Sergio Quintero Martín - Mar, 30/04/2024 - 10:38
Joven prudente.
Serie: 'Las ideas que nos vertebran' (VII)
El primer autor del que guardamos registros que habla en profundidad del término «prudencia» fue Aristóteles. En las palabras que encontramos recogidas en el libro VI de su obra Ética Nicomáquea, la prudencia (phrónesis) es “un modo de ser racional verdadero y práctico, respecto de lo que es bueno y malo para el hombre”.[1] Si bien históricamente la idea de prudencia ha sido una noción ligada con la tradición católica, como una de las cuatro virtudes cardinales junto con la justicia, la templanza y la fortaleza; la visión aristotélica se apega más al camino que tratamos de explorar sobre la pertinencia actual de una virtud como es la prudencia.
En esta reflexión resulta de utilidad la disección que hace del término aristotélico el catedrático Alfredo Marcos en su obra Ciencia y acción (2010).

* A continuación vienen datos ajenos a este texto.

//! Key/value endpoints

use axum::{
    extract::{Path, Query, State},
    http::StatusCode,
    Form, Json,
};
use serde::{Deserialize, Serialize};
use tracing::debug;

use logkv_core::TypeTag;

use crate::AppState;

#[derive(Debug, Deserialize)]
pub struct TypeQuery {
    /// `string` (the default) or `int64`.
    #[serde(default, rename = "type")]
    ty: Option<String>,
}

#[derive(Debug, Deserialize)]
pub struct PutForm {
    #[serde(default)]
    value: String,
}

#[derive(Debug, Serialize)]
pub struct KeyValue {
    key: String,
    value: serde_json::Value,
}

/// The original service answers every client-visible failure - missing
/// key, unknown type, wrong type - with a 400 carrying the error text.
type HandlerError = (StatusCode, String);

fn bad_request(message: impl Into<String>) -> HandlerError {
    (StatusCode::BAD_REQUEST, message.into())
}

fn parse_type(query: &TypeQuery) -> Result<TypeTag, HandlerError> {
    match query.ty.as_deref() {
        None | Some("") | Some("string") => Ok(TypeTag::Str),
        Some("int64") => Ok(TypeTag::Int64),
        Some(_) => Err(bad_request("Unknown data type")),
    }
}

pub async fn get_value(
    State(state): State<AppState>,
    Path(key): Path<String>,
    Query(query): Query<TypeQuery>,
) -> Result<Json<KeyValue>, HandlerError> {
    let value = match parse_type(&query)? {
        TypeTag::Str => state
            .db
            .get_string(&key)
            .await
            .map(serde_json::Value::from)
            .map_err(|e| bad_request(e.to_string()))?,
        TypeTag::Int64 => state
            .db
            .get_i64(&key)
            .await
            .map(serde_json::Value::from)
            .map_err(|e| bad_request(e.to_string()))?,
    };

    debug!(%key, "get");
    Ok(Json(KeyValue { key, value }))
}

pub async fn put_value(
    State(state): State<AppState>,
    Path(key): Path<String>,
    Query(query): Query<TypeQuery>,
    Form(form): Form<PutForm>,
) -> Result<StatusCode, HandlerError> {
    let ty = parse_type(&query)?;

    if form.value.is_empty() {
        return Err(bad_request("Can't save empty value"));
    }

    match ty {
        TypeTag::Str => state
            .db
            .put_string(&key, form.value)
            .await
            .map_err(|e| bad_request(e.to_string()))?,
        TypeTag::Int64 => {
            let n: i64 = form
                .value
                .parse()
                .map_err(|_| bad_request("Can't convert value to the given type"))?;
            state
                .db
                .put_i64(&key, n)
                .await
                .map_err(|e| bad_request(e.to_string()))?
        }
    }

    debug!(%key, "put");
    Ok(StatusCode::OK)
}

pub async fn health() -> &'static str {
    "OK"
}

Destaca cuatro características esenciales en la prudencia: se trata de una disposición, está orientada al ámbito práctico, la exigencia de racionalidad y verdad la sitúa entre las virtudes intelectuales, y sigue un camino separado a la sabiduría.[2] Con esta disección entendemos que la prudencia no está vinculada ni con la ciencia (episteme), ni con el arte o la técnica (técne), ni con las virtudes morales. Entonces, ¿qué nos queda?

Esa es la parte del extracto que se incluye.